**About this exercise**
Each entry must be reproduced precisely as it stands.

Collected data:
----

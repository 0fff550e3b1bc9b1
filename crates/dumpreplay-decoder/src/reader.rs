//! `ArchiveReader` — forward-only cursor over a length-prefixed BSON archive.

use std::fs::File;
use std::io::{self, BufReader, Read};
use std::path::Path;

use bson::Document;
use bytes::Bytes;
use tracing::{debug, warn};

use dumpreplay_core::{ArchiveError, Record};

/// Maximum permitted declared record size: the BSON document-size ceiling.
/// Records declaring more are rejected without reading the body, so a
/// misaligned stream cannot amplify into an unbounded allocation.
pub const MAX_DOCUMENT_SIZE: i32 = 16 * 1024 * 1024;

/// Smallest well-formed BSON document: 4-byte length plus the trailing NUL.
pub const MIN_DOCUMENT_SIZE: i32 = 5;

/// Stream header length. The header is opaque to the decoder; it is consumed
/// and otherwise ignored.
const HEADER_LEN: usize = 4;

/// A record whose declared size is -1 is a skip marker: consumed, no body.
const SKIP_MARKER: i32 = -1;

/// Decode-side counters, queryable at any point of the pass.
#[derive(Debug, Clone, Copy, Default)]
pub struct ArchiveStats {
    /// Records successfully decoded and handed off.
    pub records_decoded: u64,
    /// Skip markers consumed.
    pub markers_skipped: u64,
    /// Length-correct bodies dropped because they did not parse as BSON.
    pub decode_errors: u64,
    /// Bytes consumed from the stream so far, header included.
    pub bytes_read: u64,
}

/// Streaming archive decoder.
///
/// Produces records lazily via [`next_record`](Self::next_record) or the
/// `Iterator` impl. Any fatal error ends the sequence; the underlying stream
/// (and file handle, for [`open`](Self::open)) is released when the reader
/// is dropped, on every exit path.
pub struct ArchiveReader<R> {
    reader: R,
    offset: u64,
    done: bool,
    stats: ArchiveStats,
}

impl ArchiveReader<BufReader<File>> {
    /// Open an archive file and consume its stream header.
    pub fn open(path: impl AsRef<Path>) -> Result<Self, ArchiveError> {
        let file = File::open(path.as_ref()).map_err(|source| ArchiveError::Io {
            offset: 0,
            source,
        })?;
        Self::new(BufReader::new(file))
    }
}

impl<R: Read> ArchiveReader<R> {
    /// Wrap a raw byte stream and consume the 4-byte stream header.
    ///
    /// A stream shorter than the header is treated as an empty archive.
    pub fn new(mut reader: R) -> Result<Self, ArchiveError> {
        let mut header = [0u8; HEADER_LEN];
        let read = read_full(&mut reader, &mut header)
            .map_err(|source| ArchiveError::Io { offset: 0, source })?;
        Ok(Self {
            reader,
            offset: read as u64,
            done: read < HEADER_LEN,
            stats: ArchiveStats {
                bytes_read: read as u64,
                ..ArchiveStats::default()
            },
        })
    }

    /// Decode the next record.
    ///
    /// Returns `Ok(None)` on clean end-of-archive (a short read of the 4-byte
    /// size field at a record boundary). Skip markers are consumed silently;
    /// bodies that are length-correct but fail to parse are dropped with a
    /// warning and decoding resumes at the next declared boundary. Every
    /// `Err` is fatal and permanently ends the sequence.
    pub fn next_record(&mut self) -> Result<Option<Record>, ArchiveError> {
        loop {
            if self.done {
                return Ok(None);
            }

            let mut size_buf = [0u8; 4];
            match read_full(&mut self.reader, &mut size_buf) {
                Ok(4) => {}
                Ok(_) => {
                    // Clean EOF at a record boundary: the normal end of archive.
                    self.done = true;
                    return Ok(None);
                }
                Err(source) => {
                    self.done = true;
                    return Err(ArchiveError::Io {
                        offset: self.offset,
                        source,
                    });
                }
            }

            let declared = i32::from_le_bytes(size_buf);

            if declared == SKIP_MARKER {
                self.offset += 4;
                self.stats.markers_skipped += 1;
                self.stats.bytes_read = self.offset;
                continue;
            }

            if !(MIN_DOCUMENT_SIZE..=MAX_DOCUMENT_SIZE).contains(&declared) {
                // The size field did not line up with a plausible document:
                // the stream is misaligned or corrupt, and reading on could
                // only produce garbage records.
                self.done = true;
                return Err(ArchiveError::Oversized {
                    offset: self.offset,
                    declared,
                    min: MIN_DOCUMENT_SIZE,
                    max: MAX_DOCUMENT_SIZE,
                });
            }

            let total = declared as usize;
            let mut buf = vec![0u8; total];
            buf[..4].copy_from_slice(&size_buf);

            match read_full(&mut self.reader, &mut buf[4..]) {
                Ok(n) if n == total - 4 => {}
                Ok(n) => {
                    self.done = true;
                    return Err(ArchiveError::Truncated {
                        offset: self.offset,
                        declared,
                        read: 4 + n,
                    });
                }
                Err(source) => {
                    self.done = true;
                    return Err(ArchiveError::Io {
                        offset: self.offset + 4,
                        source,
                    });
                }
            }

            let record_offset = self.offset;
            self.offset += total as u64;
            self.stats.bytes_read = self.offset;

            match Document::from_reader(buf.as_slice()) {
                Ok(doc) => {
                    self.stats.records_decoded += 1;
                    debug!(offset = record_offset, bytes = total, "record decoded");
                    return Ok(Some(Record::new(Bytes::from(buf), doc)));
                }
                Err(err) => {
                    // Length-correct but structurally invalid. The bytes were
                    // consumed at the declared boundary, so the next record
                    // starts cleanly; drop this one and keep going.
                    self.stats.decode_errors += 1;
                    warn!(
                        offset = record_offset,
                        declared,
                        error = %err,
                        "dropping undecodable record"
                    );
                    continue;
                }
            }
        }
    }

    /// Snapshot of the decode-side counters.
    pub fn stats(&self) -> ArchiveStats {
        self.stats
    }
}

impl<R: Read> Iterator for ArchiveReader<R> {
    type Item = Result<Record, ArchiveError>;

    fn next(&mut self) -> Option<Self::Item> {
        self.next_record().transpose()
    }
}

/// Like `read_exact`, but a clean EOF reports how many bytes arrived instead
/// of an error, so callers can tell boundary EOF from mid-record truncation.
fn read_full(reader: &mut impl Read, buf: &mut [u8]) -> io::Result<usize> {
    let mut filled = 0;
    while filled < buf.len() {
        match reader.read(&mut buf[filled..]) {
            Ok(0) => break,
            Ok(n) => filled += n,
            Err(e) if e.kind() == io::ErrorKind::Interrupted => continue,
            Err(e) => return Err(e),
        }
    }
    Ok(filled)
}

----

**Response below**
repository 0fff550e3b1bc9b1
filename crates/dumpreplay-decoder/src/reader.rs
//! `ArchiveReader` — forward-only cursor over a length-prefixed BSON archive.

use std::fs::File;
use std::io::{self, BufReader, Read};
use std::path::Path;

use bson::Document;
use bytes::Bytes;
use tracing::{debug, warn};

use dumpreplay_core::{ArchiveError, Record};

/// Maximum permitted declared record size: the BSON document-size ceiling.
/// Records declaring more are rejected without reading the body, so a
/// misaligned stream cannot amplify into an unbounded allocation.
pub const MAX_DOCUMENT_SIZE: i32 = 16 * 1024 * 1024;

/// Smallest well-formed BSON document: 4-byte length plus the trailing NUL.
pub const MIN_DOCUMENT_SIZE: i32 = 5;

/// Stream header length. The header is opaque to the decoder; it is consumed
/// and otherwise ignored.
const HEADER_LEN: usize = 4;

/// A record whose declared size is -1 is a skip marker: consumed, no body.
const SKIP_MARKER: i32 = -1;

/// Decode-side counters, queryable at any point of the pass.
#[derive(Debug, Clone, Copy, Default)]
pub struct ArchiveStats {
    /// Records successfully decoded and handed off.
    pub records_decoded: u64,
    /// Skip markers consumed.
    pub markers_skipped: u64,
    /// Length-correct bodies dropped because they did not parse as BSON.
    pub decode_errors: u64,
    /// Bytes consumed from the stream so far, header included.
    pub bytes_read: u64,
}

/// Streaming archive decoder.
///
/// Produces records lazily via [`next_record`](Self::next_record) or the
/// `Iterator` impl. Any fatal error ends the sequence; the underlying stream
/// (and file handle, for [`open`](Self::open)) is released when the reader
/// is dropped, on every exit path.
pub struct ArchiveReader<R> {
    reader: R,
    offset: u64,
    done: bool,
    stats: ArchiveStats,
}

impl ArchiveReader<BufReader<File>> {
    /// Open an archive file and consume its stream header.
    pub fn open(path: impl AsRef<Path>) -> Result<Self, ArchiveError> {
        let file = File::open(path.as_ref()).map_err(|source| ArchiveError::Io {
            offset: 0,
            source,
        })?;
        Self::new(BufReader::new(file))
    }
}

impl<R: Read> ArchiveReader<R> {
    /// Wrap a raw byte stream and consume the 4-byte stream header.
    ///
    /// A stream shorter than the header is treated as an empty archive.
    pub fn new(mut reader: R) -> Result<Self, ArchiveError> {
        let mut header = [0u8; HEADER_LEN];
        let read = read_full(&mut reader, &mut header)
            .map_err(|source| ArchiveError::Io { offset: 0, source })?;
        Ok(Self {
            reader,
            offset: read as u64,
            done: read < HEADER_LEN,
            stats: ArchiveStats {
                bytes_read: read as u64,
                ..ArchiveStats::default()
            },
        })
    }

    /// Decode the next record.
    ///
    /// Returns `Ok(None)` on clean end-of-archive (a short read of the 4-byte
    /// size field at a record boundary). Skip markers are consumed silently;
    /// bodies that are length-correct but fail to parse are dropped with a
    /// warning and decoding resumes at the next declared boundary. Every
    /// `Err` is fatal and permanently ends the sequence.
    pub fn next_record(&mut self) -> Result<Option<Record>, ArchiveError> {
        loop {
            if self.done {
                return Ok(None);
            }

            let mut size_buf = [0u8; 4];
            match read_full(&mut self.reader, &mut size_buf) {
                Ok(4) => {}
                Ok(_) => {
                    // Clean EOF at a record boundary: the normal end of archive.
                    self.done = true;
                    return Ok(None);
                }
                Err(source) => {
                    self.done = true;
                    return Err(ArchiveError::Io {
                        offset: self.offset,
                        source,
                    });
                }
            }

            let declared = i32::from_le_bytes(size_buf);

            if declared == SKIP_MARKER {
                self.offset += 4;
                self.stats.markers_skipped += 1;
                self.stats.bytes_read = self.offset;
                continue;
            }

            if !(MIN_DOCUMENT_SIZE..=MAX_DOCUMENT_SIZE).contains(&declared) {
                // The size field did not line up with a plausible document:
                // the stream is misaligned or corrupt, and reading on could
                // only produce garbage records.
                self.done = true;
                return Err(ArchiveError::Oversized {
                    offset: self.offset,
                    declared,
                    min: MIN_DOCUMENT_SIZE,
                    max: MAX_DOCUMENT_SIZE,
                });
            }

            let total = declared as usize;
            let mut buf = vec![0u8; total];
            buf[..4].copy_from_slice(&size_buf);

            match read_full(&mut self.reader, &mut buf[4..]) {
                Ok(n) if n == total - 4 => {}
                Ok(n) => {
                    self.done = true;
                    return Err(ArchiveError::Truncated {
                        offset: self.offset,
                        declared,
                        read: 4 + n,
                    });
                }
                Err(source) => {
                    self.done = true;
                    return Err(ArchiveError::Io {
                        offset: self.offset + 4,
                        source,
                    });
                }
            }

            let record_offset = self.offset;
            self.offset += total as u64;
            self.stats.bytes_read = self.offset;

            match Document::from_reader(buf.as_slice()) {
                Ok(doc) => {
                    self.stats.records_decoded += 1;
                    debug!(offset = record_offset, bytes = total, "record decoded");
                    return Ok(Some(Record::new(Bytes::from(buf), doc)));
                }
                Err(err) => {
                    // Length-correct but structurally invalid. The bytes were
                    // consumed at the declared boundary, so the next record
                    // starts cleanly; drop this one and keep going.
                    self.stats.decode_errors += 1;
                    warn!(
                        offset = record_offset,
                        declared,
                        error = %err,
                        "dropping undecodable record"
                    );
                    continue;
                }
            }
        }
    }

    /// Snapshot of the decode-side counters.
    pub fn stats(&self) -> ArchiveStats {
        self.stats
    }
}

impl<R: Read> Iterator for ArchiveReader<R> {
    type Item = Result<Record, ArchiveError>;

    fn next(&mut self) -> Option<Self::Item> {
        self.next_record().transpose()
    }
}

/// Like `read_exact`, but a clean EOF reports how many bytes arrived instead
/// of an error, so callers can tell boundary EOF from mid-record truncation.
fn read_full(reader: &mut impl Read, buf: &mut [u8]) -> io::Result<usize> {
    let mut filled = 0;
    while filled < buf.len() {
        match reader.read(&mut buf[filled..]) {
            Ok(0) => break,
            Ok(n) => filled += n,
            Err(e) if e.kind() == io::ErrorKind::Interrupted => continue,
            Err(e) => return Err(e),
        }
    }
    Ok(filled)
}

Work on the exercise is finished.